1868
THE 14TH AMENDMENT
The 14th Amendment’s reads: “All persons born or naturalized in the United States, and subject to the jurisdiction thereof, are citizens of the United States and of the State wherein they reside. No State shall make or enforce any law which shall abridge the privileges or immunities of citizens of the United States; nor shall any State deprive any person of life, liberty, or property without due process of law; nor deny to any person within its jurisdiction the equal protection of the laws.”
The final section of the amendment grants Congress the power to enforce these rights “through appropriate legislation.” The amendment enacted a fundamental change—a revolution in our understanding of civic capacity—for Blacks and other minorities, because it speaks of “persons” without regard to race. It was also revolutionary in the distribution of power between state and national governments.
The Dred Scott decision was dead.
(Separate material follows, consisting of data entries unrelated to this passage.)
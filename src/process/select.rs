// src/process/select.rs
//! Candidate selection: an ordered rule chain over structural and content
//! signals. Document position is only ever the final tie-break.

use std::fmt;

use tracing::{debug, info, instrument};

use crate::error::ScrapeError;
use crate::schema::rename;
use crate::schema::tokens;
use crate::schema::types::{CanonicalColumn, PollutantCode, CANONICAL_WIDTH, NARROW_WIDTH};

use super::raw_table::{Candidate, JsonPayload, RawCandidate};

/// Raw layout of a candidate, which decides the normalizer.
#[derive(Debug, Clone, Copy, PartialEq, Eq)]
pub enum Layout {
    /// One row per observation, columns of unknown naming.
    Wide,
    /// `(key, code, value)` triples.
    Narrow,
    /// JSON records whose field names go through the rename table.
    Keyed,
}

impl fmt::Display for Layout {
    fn fmt(&self, f: &mut fmt::Formatter<'_>) -> fmt::Result {
        f.write_str(match self {
            Layout::Wide => "wide",
            Layout::Narrow => "narrow",
            Layout::Keyed => "keyed",
        })
    }
}

/// Structural summary of one candidate.
#[derive(Debug, Clone, PartialEq, Eq)]
pub struct CandidateProfile {
    /// Position in extraction order. Used only as the last tie-break.
    pub index: usize,
    pub label: String,
    pub layout: Layout,
    /// Data rows, header excluded.
    pub rows: usize,
    pub columns: usize,
    /// Distinct pollutant codes seen in header or body, vocabulary order.
    pub tokens: Vec<PollutantCode>,
}

impl fmt::Display for CandidateProfile {
    fn fmt(&self, f: &mut fmt::Formatter<'_>) -> fmt::Result {
        let tokens: Vec<&str> = self.tokens.iter().map(|t| t.as_str()).collect();
        write!(
            f,
            "{}: {} rows x {} cols, {}, tokens [{}]",
            self.label,
            self.rows,
            self.columns,
            self.layout,
            tokens.join(", ")
        )
    }
}

fn collect_tokens<'a>(cells: impl Iterator<Item = &'a str>) -> Vec<PollutantCode> {
    let mut seen = [false; 10];
    for cell in cells {
        for code in tokens::detect(cell) {
            seen[code.index()] = true;
        }
    }
    PollutantCode::ALL
        .into_iter()
        .filter(|c| seen[c.index()])
        .collect()
}

/// Whether a three-column table carries codes in its middle column.
pub fn is_narrow(table: &RawCandidate) -> bool {
    if table.width() != NARROW_WIDTH {
        return false;
    }
    let header_codes: usize = table.headers.iter().map(|h| tokens::detect(h).len()).sum();
    if header_codes > 1 {
        return false;
    }
    let filled: Vec<&Vec<String>> = table
        .rows
        .iter()
        .filter(|r| r.iter().any(|c| !c.is_empty()))
        .collect();
    let coded = filled
        .iter()
        .filter(|r| r.get(1).and_then(|c| tokens::parse_code(c)).is_some())
        .count();
    coded > 0 && coded * 2 >= filled.len()
}

fn payload_layout(payload: &JsonPayload, label: &str) -> Layout {
    match payload {
        JsonPayload::Rows(_) => {
            if is_narrow(&payload.to_table(label)) {
                Layout::Narrow
            } else {
                Layout::Wide
            }
        }
        JsonPayload::Records(_) | JsonPayload::Keyed(_) => {
            let names_pollutant = payload
                .field_names()
                .iter()
                .any(|f| matches!(rename::field_column(f), Some(CanonicalColumn::Pollutant(_))));
            if !names_pollutant && is_narrow(&payload.to_table(label)) {
                Layout::Narrow
            } else {
                Layout::Keyed
            }
        }
    }
}

/// Measure a candidate: layout, size and the pollutant codes it mentions.
pub fn profile(index: usize, candidate: &Candidate) -> CandidateProfile {
    match candidate {
        Candidate::Table(t) => CandidateProfile {
            index,
            label: t.label.clone(),
            layout: if is_narrow(t) {
                Layout::Narrow
            } else {
                Layout::Wide
            },
            rows: t.rows.len(),
            columns: t.width(),
            tokens: collect_tokens(t.cells()),
        },
        Candidate::Json(j) => {
            let table = j.payload.to_table(&j.label);
            let layout = payload_layout(&j.payload, &j.label);
            // Field names are folded through the rename table so `pm10` counts.
            let field_codes = j.payload.field_names().into_iter().filter_map(|f| {
                match rename::field_column(f) {
                    Some(CanonicalColumn::Pollutant(c)) => Some(c.as_str()),
                    _ => None,
                }
            });
            CandidateProfile {
                index,
                label: j.label.clone(),
                layout,
                rows: table.rows.len(),
                columns: table.width(),
                tokens: collect_tokens(table.cells().chain(field_codes)),
            }
        }
    }
}

/// Selection rules, in the order they are applied.
#[derive(Debug, Clone, Copy, PartialEq, Eq)]
pub enum Rule {
    ContentSignature,
    Shape,
    Size,
}

impl fmt::Display for Rule {
    fn fmt(&self, f: &mut fmt::Formatter<'_>) -> fmt::Result {
        f.write_str(match self {
            Rule::ContentSignature => "content-signature",
            Rule::Shape => "shape",
            Rule::Size => "size",
        })
    }
}

#[derive(Debug, Clone, PartialEq, Eq)]
pub struct TraceEntry {
    pub candidate: String,
    pub rule: Rule,
    pub accepted: bool,
    pub reason: String,
}

impl fmt::Display for TraceEntry {
    fn fmt(&self, f: &mut fmt::Formatter<'_>) -> fmt::Result {
        write!(
            f,
            "[{}] {} {}: {}",
            self.rule,
            self.candidate,
            if self.accepted { "kept" } else { "rejected" },
            self.reason
        )
    }
}

/// Every verdict the rule chain reached, for operator troubleshooting.
#[derive(Debug, Clone, Default, PartialEq, Eq)]
pub struct SelectionTrace {
    pub entries: Vec<TraceEntry>,
}

impl SelectionTrace {
    fn record(&mut self, p: &CandidateProfile, rule: Rule, accepted: bool, reason: String) {
        debug!(
            candidate = %p.label,
            %rule,
            accepted,
            reason = %reason,
            "selection verdict"
        );
        self.entries.push(TraceEntry {
            candidate: p.label.clone(),
            rule,
            accepted,
            reason,
        });
    }

    /// Verdicts for one candidate.
    pub fn for_candidate<'a>(&'a self, label: &'a str) -> impl Iterator<Item = &'a TraceEntry> {
        self.entries.iter().filter(move |e| e.candidate == label)
    }
}

/// Outcome of a successful selection.
#[derive(Debug, Clone)]
pub struct Selection {
    pub chosen: CandidateProfile,
    pub profiles: Vec<CandidateProfile>,
    pub trace: SelectionTrace,
}

fn shape_matches(p: &CandidateProfile) -> bool {
    p.columns == CANONICAL_WIDTH || (p.columns == NARROW_WIDTH && p.layout == Layout::Narrow)
}

/// Pick the one candidate holding current readings.
///
/// 1. content signature: at least one pollutant code in header or body;
///    candidates without one are never chosen.
/// 2. shape: canonical width, or a three-column melt.
/// 3. size: most data rows among those meeting `min_rows`; more distinct
///    codes, then extraction order, break remaining ties.
///
/// A rule that no remaining candidate satisfies is skipped rather than
/// emptying the pool, except rule 1 which fails with `AmbiguousCandidate`.
#[instrument(level = "info", skip(candidates), fields(candidates = candidates.len()))]
pub fn select_candidate(
    candidates: &[Candidate],
    min_rows: usize,
) -> Result<Selection, ScrapeError> {
    let profiles: Vec<CandidateProfile> = candidates
        .iter()
        .enumerate()
        .map(|(i, c)| profile(i, c))
        .collect();
    let mut trace = SelectionTrace::default();

    // 1) content signature
    let mut pool: Vec<&CandidateProfile> = Vec::new();
    for p in &profiles {
        if p.tokens.is_empty() {
            trace.record(p, Rule::ContentSignature, false, "no pollutant code".into());
        } else {
            let found: Vec<&str> = p.tokens.iter().map(|t| t.as_str()).collect();
            trace.record(
                p,
                Rule::ContentSignature,
                true,
                format!("mentions {}", found.join(", ")),
            );
            pool.push(p);
        }
    }
    if pool.is_empty() {
        return Err(ScrapeError::AmbiguousCandidate {
            candidates: profiles,
        });
    }

    // 2) shape
    if pool.len() > 1 {
        let shaped = pool.iter().filter(|p| shape_matches(p)).count();
        if shaped > 0 && shaped < pool.len() {
            pool.retain(|p| {
                let ok = shape_matches(p);
                let reason = if ok {
                    format!("{} columns, {}", p.columns, p.layout)
                } else {
                    format!(
                        "{} columns, expected {} or a {}-column melt",
                        p.columns, CANONICAL_WIDTH, NARROW_WIDTH
                    )
                };
                trace.record(p, Rule::Shape, ok, reason);
                ok
            });
        } else {
            for p in &pool {
                trace.record(p, Rule::Shape, true, "shape not decisive".into());
            }
        }
    }

    // 3) size
    if pool.len() > 1 {
        let sized = pool.iter().filter(|p| p.rows >= min_rows).count();
        if sized > 0 && sized < pool.len() {
            pool.retain(|p| {
                let ok = p.rows >= min_rows;
                if !ok {
                    trace.record(
                        p,
                        Rule::Size,
                        false,
                        format!("{} rows below floor of {}", p.rows, min_rows),
                    );
                }
                ok
            });
        }
    }
    let Some(best) = pool.iter().copied().min_by(|a, b| {
        b.rows
            .cmp(&a.rows)
            .then(b.tokens.len().cmp(&a.tokens.len()))
            .then(a.index.cmp(&b.index))
    }) else {
        return Err(ScrapeError::AmbiguousCandidate {
            candidates: profiles,
        });
    };
    for p in &pool {
        if p.index == best.index {
            let reason = if p.rows < min_rows {
                format!("{} rows, floor of {} unmet by every candidate", p.rows, min_rows)
            } else {
                format!("{} rows", p.rows)
            };
            trace.record(p, Rule::Size, true, reason);
        } else {
            trace.record(
                p,
                Rule::Size,
                false,
                format!("{} rows, {} codes; {} preferred", p.rows, p.tokens.len(), best.label),
            );
        }
    }

    let chosen = best.clone();
    info!(
        chosen = %chosen.label,
        layout = %chosen.layout,
        rows = chosen.rows,
        cols = chosen.columns,
        "selected candidate"
    );
    Ok(Selection {
        chosen,
        profiles,
        trace,
    })
}

#[cfg(test)]
mod tests {
    use super::*;
    use crate::process::raw_table::JsonCandidate;
    use serde_json::json;

    fn table(label: &str, headers: &[&str], rows: &[&[&str]]) -> Candidate {
        Candidate::Table(RawCandidate {
            label: label.into(),
            headers: headers.iter().map(|s| s.to_string()).collect(),
            rows: rows
                .iter()
                .map(|r| r.iter().map(|s| s.to_string()).collect())
                .collect(),
        })
    }

    #[test]
    fn token_match_beats_position_and_size() {
        let row: &[&str] = &["a", "b", "c"];
        let filler = vec![row; 50];
        let candidates = vec![
            table("table[0]", &["x", "y", "z"], &filler),
            table(
                "table[1]",
                &["Станица", "PM10"],
                &[&["Бања Лука", "48"], &["Добој", "31"]],
            ),
        ];
        let sel = select_candidate(&candidates, 3).unwrap();
        assert_eq!(sel.chosen.label, "table[1]");
        assert_eq!(sel.chosen.tokens, vec![PollutantCode::PM10]);
    }

    #[test]
    fn canonical_width_without_tokens_is_never_chosen() {
        let wide_row: Vec<&str> = vec!["1"; CANONICAL_WIDTH];
        let wide_rows = vec![wide_row.as_slice(); 40];
        let candidates = vec![
            table("table[0]", &[], &wide_rows),
            table("table[1]", &[], &[&["S1", "O3", "10"]]),
        ];
        let sel = select_candidate(&candidates, 3).unwrap();
        assert_eq!(sel.chosen.label, "table[1]");
        assert_eq!(sel.chosen.layout, Layout::Narrow);
    }

    #[test]
    fn no_tokens_anywhere_is_ambiguous() {
        let candidates = vec![
            table("table[0]", &["a"], &[&["1"]]),
            table("table[1]", &["b", "c"], &[&["2", "3"]]),
        ];
        let err = select_candidate(&candidates, 1).unwrap_err();
        match err {
            ScrapeError::AmbiguousCandidate { candidates } => {
                assert_eq!(candidates.len(), 2);
                assert_eq!(candidates[1].columns, 2);
            }
            other => panic!("unexpected {other:?}"),
        }
    }

    #[test]
    fn shape_then_size_break_ties() {
        let canonical: Vec<&str> = vec![
            "Станица", "Вријеме", "O3", "CO", "SO2", "NO", "NO2", "NOx", "PM10", "PM2.5", "H2S",
            "C6H6",
        ];
        let wide_row: Vec<&str> = vec!["1"; CANONICAL_WIDTH];
        let candidates = vec![
            // limit-value legend: tokens, but in the first column and many rows
            table(
                "table[0]",
                &["Материја", "Граница"],
                &[&["O3", "120"], &["PM10", "50"], &["SO2", "350"], &["NO2", "200"]],
            ),
            table("table[1]", &canonical, &vec![wide_row.as_slice(); 3]),
        ];
        let sel = select_candidate(&candidates, 3).unwrap();
        assert_eq!(sel.chosen.label, "table[1]");
        assert!(sel
            .trace
            .for_candidate("table[0]")
            .any(|e| e.rule == Rule::Shape && !e.accepted));
    }

    #[test]
    fn size_floor_rejects_summary_tables() {
        let candidates = vec![
            table("table[0]", &["Станица", "PM10", "O3", "NO2"], &[&["Просјек", "40", "2", "3"]]),
            table(
                "table[1]",
                &["Станица", "PM10"],
                &[&["A", "1"], &["B", "2"], &["C", "3"]],
            ),
        ];
        let sel = select_candidate(&candidates, 3).unwrap();
        assert_eq!(sel.chosen.label, "table[1]");
    }

    #[test]
    fn floor_never_turns_a_match_into_a_failure() {
        let candidates = vec![table("table[0]", &["PM10"], &[])];
        let sel = select_candidate(&candidates, 3).unwrap();
        assert_eq!(sel.chosen.rows, 0);
    }

    #[test]
    fn json_field_names_count_as_tokens() {
        let payload = JsonPayload::from_value(&json!({
            "BanjaLuka": {"vrijeme": "2024-01-01T00:00", "stanica": "BanjaLuka", "o3": 12, "Lat": 44.7}
        }))
        .unwrap();
        let candidates = vec![Candidate::Json(JsonCandidate {
            label: "$".into(),
            payload,
        })];
        let sel = select_candidate(&candidates, 1).unwrap();
        assert_eq!(sel.chosen.layout, Layout::Keyed);
        assert_eq!(sel.chosen.tokens, vec![PollutantCode::O3]);
    }

    #[test]
    fn trace_covers_every_candidate() {
        let candidates = vec![
            table("table[0]", &["a"], &[&["1"]]),
            table("table[1]", &["PM10"], &[&["1"], &["2"], &["3"]]),
        ];
        let sel = select_candidate(&candidates, 3).unwrap();
        assert!(sel.trace.for_candidate("table[0]").any(|e| !e.accepted));
        assert!(sel.trace.for_candidate("table[1]").all(|e| e.accepted));
    }
}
The amendment further shielded Blacks from attempts by state governments to undercut their civic membership by declaring that states could not deny Blacks the “privileges or immunities: of national citizenship,” nor lawfully withhold the “due process of law and “equal protection of the laws” to which they were entitled.
The 14th Amendment, ratified in 1868, has been the subject of more litigation than any other part of the Constitution, Mark S. Weiner writes in “Black Trials: Citizenship from The Beginnings of Slavery to the End of Caste.”
Source
Mark S. Weiner, Black Trials: Citizenship from the Beginnings of Slavery to the end of Caste, 1st ed. (New York: Alfred A. Knopf, 2004), 189-190.